++++ Data supplied

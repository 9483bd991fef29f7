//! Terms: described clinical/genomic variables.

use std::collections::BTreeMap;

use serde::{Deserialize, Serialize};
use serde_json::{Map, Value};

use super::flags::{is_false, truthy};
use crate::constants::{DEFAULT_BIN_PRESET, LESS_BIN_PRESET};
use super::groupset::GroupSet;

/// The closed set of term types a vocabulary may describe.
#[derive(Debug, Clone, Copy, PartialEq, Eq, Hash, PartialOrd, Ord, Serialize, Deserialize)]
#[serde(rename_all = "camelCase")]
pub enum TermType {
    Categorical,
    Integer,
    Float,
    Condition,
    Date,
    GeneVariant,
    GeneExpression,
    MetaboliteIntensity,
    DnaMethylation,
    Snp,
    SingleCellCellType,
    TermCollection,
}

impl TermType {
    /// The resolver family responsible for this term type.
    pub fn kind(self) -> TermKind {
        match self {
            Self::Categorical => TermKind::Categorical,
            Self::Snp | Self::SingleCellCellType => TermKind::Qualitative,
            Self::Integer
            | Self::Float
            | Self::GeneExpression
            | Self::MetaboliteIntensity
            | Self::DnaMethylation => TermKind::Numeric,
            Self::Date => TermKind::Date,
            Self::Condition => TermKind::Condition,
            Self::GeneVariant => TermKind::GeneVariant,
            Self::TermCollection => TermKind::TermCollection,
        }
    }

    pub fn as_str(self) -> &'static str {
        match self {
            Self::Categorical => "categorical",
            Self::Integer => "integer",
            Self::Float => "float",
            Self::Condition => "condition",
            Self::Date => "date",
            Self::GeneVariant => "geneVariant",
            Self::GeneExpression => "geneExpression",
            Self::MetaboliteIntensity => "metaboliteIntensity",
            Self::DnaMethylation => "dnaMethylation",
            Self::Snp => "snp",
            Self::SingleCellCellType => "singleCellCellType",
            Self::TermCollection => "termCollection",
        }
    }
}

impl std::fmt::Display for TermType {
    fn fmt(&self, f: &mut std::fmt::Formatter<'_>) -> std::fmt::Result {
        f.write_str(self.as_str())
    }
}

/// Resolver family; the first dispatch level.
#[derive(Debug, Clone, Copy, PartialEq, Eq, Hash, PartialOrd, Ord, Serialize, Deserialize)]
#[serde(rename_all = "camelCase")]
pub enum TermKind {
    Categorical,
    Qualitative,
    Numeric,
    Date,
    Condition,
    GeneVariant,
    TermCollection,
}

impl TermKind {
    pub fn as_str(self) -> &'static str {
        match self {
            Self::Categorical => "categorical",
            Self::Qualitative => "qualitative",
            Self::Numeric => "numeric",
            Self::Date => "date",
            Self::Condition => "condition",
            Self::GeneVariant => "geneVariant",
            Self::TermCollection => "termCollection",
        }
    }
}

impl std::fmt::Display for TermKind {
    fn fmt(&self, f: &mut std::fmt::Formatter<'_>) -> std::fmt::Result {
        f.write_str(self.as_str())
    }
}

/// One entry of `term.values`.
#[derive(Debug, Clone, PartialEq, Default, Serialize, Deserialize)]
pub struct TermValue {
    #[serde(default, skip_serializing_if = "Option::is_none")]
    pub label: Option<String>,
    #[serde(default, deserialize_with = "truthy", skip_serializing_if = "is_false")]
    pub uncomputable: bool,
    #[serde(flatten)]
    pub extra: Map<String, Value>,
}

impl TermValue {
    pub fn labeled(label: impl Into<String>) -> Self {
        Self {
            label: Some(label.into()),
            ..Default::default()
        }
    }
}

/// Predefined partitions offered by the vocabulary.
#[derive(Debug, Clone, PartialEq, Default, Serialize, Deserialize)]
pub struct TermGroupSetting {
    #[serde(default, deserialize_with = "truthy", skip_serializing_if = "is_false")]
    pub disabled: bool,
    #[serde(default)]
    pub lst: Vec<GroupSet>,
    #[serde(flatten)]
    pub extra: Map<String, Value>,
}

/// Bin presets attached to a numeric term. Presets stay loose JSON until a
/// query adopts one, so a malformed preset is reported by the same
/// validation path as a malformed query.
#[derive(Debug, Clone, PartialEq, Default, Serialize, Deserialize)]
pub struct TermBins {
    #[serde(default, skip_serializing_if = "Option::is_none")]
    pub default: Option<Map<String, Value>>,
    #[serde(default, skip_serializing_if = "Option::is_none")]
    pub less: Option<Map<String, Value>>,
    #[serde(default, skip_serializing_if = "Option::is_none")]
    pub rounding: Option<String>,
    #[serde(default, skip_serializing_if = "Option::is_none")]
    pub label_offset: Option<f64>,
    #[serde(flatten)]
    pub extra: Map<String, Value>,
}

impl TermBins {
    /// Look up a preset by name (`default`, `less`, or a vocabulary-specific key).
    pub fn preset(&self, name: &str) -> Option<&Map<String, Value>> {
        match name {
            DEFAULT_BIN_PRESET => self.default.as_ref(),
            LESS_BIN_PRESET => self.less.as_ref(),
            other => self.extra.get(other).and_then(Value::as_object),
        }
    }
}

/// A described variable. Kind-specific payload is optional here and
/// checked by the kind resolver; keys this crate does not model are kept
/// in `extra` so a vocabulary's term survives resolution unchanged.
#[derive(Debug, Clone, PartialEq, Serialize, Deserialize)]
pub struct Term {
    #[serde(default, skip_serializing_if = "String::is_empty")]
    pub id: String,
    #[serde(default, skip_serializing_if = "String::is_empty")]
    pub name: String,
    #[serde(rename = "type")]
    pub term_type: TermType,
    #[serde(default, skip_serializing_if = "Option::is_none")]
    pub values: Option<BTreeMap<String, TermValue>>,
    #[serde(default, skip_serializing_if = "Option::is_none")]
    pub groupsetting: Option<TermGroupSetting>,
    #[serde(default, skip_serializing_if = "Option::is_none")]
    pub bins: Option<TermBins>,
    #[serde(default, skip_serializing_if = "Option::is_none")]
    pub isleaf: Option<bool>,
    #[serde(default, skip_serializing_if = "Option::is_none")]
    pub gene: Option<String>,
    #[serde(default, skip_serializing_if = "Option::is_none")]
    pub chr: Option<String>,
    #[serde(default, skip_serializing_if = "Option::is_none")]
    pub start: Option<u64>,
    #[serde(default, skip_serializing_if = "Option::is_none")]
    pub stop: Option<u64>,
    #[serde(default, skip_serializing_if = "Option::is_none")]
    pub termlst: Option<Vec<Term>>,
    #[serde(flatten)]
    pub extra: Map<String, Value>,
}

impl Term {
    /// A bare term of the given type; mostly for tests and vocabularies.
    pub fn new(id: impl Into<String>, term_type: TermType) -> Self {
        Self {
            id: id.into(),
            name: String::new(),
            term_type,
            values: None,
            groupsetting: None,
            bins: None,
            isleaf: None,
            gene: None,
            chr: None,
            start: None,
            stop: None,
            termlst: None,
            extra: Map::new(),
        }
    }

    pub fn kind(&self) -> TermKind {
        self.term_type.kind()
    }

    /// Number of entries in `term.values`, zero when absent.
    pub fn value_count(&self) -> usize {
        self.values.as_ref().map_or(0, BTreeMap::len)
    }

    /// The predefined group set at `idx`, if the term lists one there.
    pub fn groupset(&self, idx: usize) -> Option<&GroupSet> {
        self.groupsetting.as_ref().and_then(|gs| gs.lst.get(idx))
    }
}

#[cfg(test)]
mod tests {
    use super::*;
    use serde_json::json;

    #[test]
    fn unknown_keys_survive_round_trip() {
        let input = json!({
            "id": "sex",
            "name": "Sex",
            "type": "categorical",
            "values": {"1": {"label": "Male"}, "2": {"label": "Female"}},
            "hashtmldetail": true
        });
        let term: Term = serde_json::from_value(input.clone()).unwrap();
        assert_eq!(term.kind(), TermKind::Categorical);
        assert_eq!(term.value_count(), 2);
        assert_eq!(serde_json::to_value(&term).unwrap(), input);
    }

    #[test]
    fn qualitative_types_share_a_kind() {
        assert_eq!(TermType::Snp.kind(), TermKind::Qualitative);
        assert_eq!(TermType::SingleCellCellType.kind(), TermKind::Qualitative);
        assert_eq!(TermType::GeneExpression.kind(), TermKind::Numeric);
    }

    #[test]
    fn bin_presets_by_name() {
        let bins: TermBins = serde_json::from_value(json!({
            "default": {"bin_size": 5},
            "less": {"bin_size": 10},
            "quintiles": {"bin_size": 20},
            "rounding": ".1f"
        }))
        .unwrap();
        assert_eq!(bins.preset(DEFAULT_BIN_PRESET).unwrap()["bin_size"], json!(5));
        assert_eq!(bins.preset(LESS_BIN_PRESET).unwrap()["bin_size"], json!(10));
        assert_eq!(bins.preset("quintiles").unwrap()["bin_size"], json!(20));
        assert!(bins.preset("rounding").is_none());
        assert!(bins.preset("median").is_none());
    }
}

++++++++
++++ Data supplied

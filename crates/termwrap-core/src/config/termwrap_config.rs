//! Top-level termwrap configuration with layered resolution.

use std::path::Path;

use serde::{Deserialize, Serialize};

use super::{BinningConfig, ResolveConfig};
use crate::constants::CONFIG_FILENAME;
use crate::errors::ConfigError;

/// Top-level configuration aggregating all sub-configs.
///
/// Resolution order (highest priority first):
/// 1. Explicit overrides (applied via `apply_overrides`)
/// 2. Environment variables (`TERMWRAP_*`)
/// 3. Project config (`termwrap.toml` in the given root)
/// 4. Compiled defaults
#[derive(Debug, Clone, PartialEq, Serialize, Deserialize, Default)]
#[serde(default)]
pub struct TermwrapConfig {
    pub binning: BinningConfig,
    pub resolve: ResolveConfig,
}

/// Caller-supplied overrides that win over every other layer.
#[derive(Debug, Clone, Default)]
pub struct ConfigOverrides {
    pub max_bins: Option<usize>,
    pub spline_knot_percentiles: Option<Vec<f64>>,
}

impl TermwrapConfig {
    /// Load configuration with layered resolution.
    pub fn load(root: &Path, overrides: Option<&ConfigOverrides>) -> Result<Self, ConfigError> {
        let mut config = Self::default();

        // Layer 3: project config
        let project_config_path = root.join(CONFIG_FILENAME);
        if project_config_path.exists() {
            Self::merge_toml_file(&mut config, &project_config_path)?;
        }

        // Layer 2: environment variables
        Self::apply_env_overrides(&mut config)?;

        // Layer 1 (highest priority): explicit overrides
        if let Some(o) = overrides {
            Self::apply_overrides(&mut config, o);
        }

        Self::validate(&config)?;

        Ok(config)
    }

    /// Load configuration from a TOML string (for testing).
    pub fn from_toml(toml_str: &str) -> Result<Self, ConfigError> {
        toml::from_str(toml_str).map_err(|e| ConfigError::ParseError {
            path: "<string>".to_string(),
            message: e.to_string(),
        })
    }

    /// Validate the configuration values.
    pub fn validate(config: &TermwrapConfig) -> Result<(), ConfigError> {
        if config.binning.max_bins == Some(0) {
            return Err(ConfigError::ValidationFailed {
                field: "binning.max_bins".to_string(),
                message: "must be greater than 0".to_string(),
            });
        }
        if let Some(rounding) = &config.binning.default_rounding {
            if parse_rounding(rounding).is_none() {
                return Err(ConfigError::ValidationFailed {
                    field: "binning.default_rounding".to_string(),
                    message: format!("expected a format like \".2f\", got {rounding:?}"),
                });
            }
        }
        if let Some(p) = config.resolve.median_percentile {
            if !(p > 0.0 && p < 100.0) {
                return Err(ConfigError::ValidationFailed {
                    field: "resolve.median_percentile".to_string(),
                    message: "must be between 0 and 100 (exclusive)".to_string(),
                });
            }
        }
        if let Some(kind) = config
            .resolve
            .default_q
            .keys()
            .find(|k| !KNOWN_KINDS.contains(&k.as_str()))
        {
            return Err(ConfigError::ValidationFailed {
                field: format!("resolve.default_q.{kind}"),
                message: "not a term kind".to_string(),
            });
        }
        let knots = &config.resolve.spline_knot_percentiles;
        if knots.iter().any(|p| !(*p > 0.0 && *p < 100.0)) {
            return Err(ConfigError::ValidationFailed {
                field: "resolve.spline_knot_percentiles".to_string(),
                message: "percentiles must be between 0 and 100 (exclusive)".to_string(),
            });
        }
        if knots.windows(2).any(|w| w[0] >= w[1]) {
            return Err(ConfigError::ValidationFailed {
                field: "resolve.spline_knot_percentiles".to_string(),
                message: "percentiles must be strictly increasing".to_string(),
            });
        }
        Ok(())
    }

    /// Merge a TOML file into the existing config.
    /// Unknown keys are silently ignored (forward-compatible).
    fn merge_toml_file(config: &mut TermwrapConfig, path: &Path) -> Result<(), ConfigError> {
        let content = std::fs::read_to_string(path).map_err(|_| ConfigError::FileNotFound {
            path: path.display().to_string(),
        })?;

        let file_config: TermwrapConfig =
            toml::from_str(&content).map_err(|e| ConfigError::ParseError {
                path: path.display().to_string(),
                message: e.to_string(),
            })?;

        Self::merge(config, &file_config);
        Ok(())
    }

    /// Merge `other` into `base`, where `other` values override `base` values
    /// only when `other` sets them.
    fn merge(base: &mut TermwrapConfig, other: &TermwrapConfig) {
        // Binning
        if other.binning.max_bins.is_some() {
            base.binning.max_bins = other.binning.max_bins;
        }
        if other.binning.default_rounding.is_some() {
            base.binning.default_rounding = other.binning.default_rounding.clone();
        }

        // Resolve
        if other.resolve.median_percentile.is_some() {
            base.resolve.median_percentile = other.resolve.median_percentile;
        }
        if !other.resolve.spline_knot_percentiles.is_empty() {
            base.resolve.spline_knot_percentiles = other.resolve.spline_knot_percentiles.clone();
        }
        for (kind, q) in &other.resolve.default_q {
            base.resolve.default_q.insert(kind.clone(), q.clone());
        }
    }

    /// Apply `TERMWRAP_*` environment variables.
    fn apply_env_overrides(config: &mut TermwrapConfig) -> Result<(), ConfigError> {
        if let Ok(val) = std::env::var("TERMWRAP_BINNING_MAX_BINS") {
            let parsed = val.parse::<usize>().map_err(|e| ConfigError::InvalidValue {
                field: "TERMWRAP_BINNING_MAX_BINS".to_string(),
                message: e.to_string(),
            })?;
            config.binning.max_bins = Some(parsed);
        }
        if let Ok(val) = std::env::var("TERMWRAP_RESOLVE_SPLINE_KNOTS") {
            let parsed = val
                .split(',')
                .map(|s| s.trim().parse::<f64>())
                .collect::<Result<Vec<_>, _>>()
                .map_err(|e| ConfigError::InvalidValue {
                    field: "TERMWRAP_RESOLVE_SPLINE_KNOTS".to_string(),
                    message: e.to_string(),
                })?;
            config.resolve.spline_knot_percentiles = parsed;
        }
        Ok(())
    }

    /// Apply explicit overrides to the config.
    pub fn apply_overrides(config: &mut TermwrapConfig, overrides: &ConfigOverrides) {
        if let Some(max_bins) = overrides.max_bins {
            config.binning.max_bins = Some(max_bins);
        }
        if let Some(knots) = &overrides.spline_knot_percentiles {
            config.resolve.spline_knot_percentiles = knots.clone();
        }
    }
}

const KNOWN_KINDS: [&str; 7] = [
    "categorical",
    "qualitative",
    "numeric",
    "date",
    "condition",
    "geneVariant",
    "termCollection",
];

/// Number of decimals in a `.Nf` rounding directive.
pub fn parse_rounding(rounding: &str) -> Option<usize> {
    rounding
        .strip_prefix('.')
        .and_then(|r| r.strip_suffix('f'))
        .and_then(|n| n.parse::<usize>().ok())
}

++++++++
++++ Data supplied

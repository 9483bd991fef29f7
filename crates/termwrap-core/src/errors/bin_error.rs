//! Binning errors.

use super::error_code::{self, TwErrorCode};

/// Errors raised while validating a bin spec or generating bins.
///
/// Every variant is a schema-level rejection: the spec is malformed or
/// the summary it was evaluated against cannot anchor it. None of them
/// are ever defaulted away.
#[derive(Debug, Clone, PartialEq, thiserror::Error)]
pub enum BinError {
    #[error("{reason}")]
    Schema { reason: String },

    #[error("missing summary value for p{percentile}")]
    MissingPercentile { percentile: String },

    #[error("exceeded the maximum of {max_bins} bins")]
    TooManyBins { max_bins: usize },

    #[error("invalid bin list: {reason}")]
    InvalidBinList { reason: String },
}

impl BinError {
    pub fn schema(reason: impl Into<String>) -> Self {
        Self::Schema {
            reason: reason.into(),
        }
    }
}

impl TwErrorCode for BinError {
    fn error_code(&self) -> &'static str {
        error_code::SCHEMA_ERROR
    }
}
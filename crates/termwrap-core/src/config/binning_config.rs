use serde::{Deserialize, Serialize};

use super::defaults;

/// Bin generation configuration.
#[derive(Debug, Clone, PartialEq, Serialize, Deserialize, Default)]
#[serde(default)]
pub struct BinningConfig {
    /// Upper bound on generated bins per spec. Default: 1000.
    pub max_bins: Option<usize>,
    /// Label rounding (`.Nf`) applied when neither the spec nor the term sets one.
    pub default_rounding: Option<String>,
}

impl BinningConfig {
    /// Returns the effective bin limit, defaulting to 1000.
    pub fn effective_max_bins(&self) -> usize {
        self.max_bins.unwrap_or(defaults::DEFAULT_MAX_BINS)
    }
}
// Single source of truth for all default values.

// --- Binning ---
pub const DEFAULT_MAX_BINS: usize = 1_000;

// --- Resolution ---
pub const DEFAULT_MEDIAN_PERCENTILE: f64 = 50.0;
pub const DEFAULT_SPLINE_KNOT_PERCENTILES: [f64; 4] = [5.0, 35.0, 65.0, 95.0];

++++++++

## Problem to solve
In the data above, which lines lie between the line with "assert_eq!(term.kind(), TermKind::Categorical);" and the line with "let bins: TermBins", inclusive? Print those lines exactly and nothing else.

## Answer box
        assert_eq!(term.kind(), TermKind::Categorical);
        assert_eq!(term.value_count(), 2);
        assert_eq!(serde_json::to_value(&term).unwrap(), input);
    }

    #[test]
    fn qualitative_types_share_a_kind() {
        assert_eq!(TermType::Snp.kind(), TermKind::Qualitative);
        assert_eq!(TermType::SingleCellCellType.kind(), TermKind::Qualitative);
        assert_eq!(TermType::GeneExpression.kind(), TermKind::Numeric);
    }

    #[test]
    fn bin_presets_by_name() {
        let bins: TermBins = serde_json::from_value(json!({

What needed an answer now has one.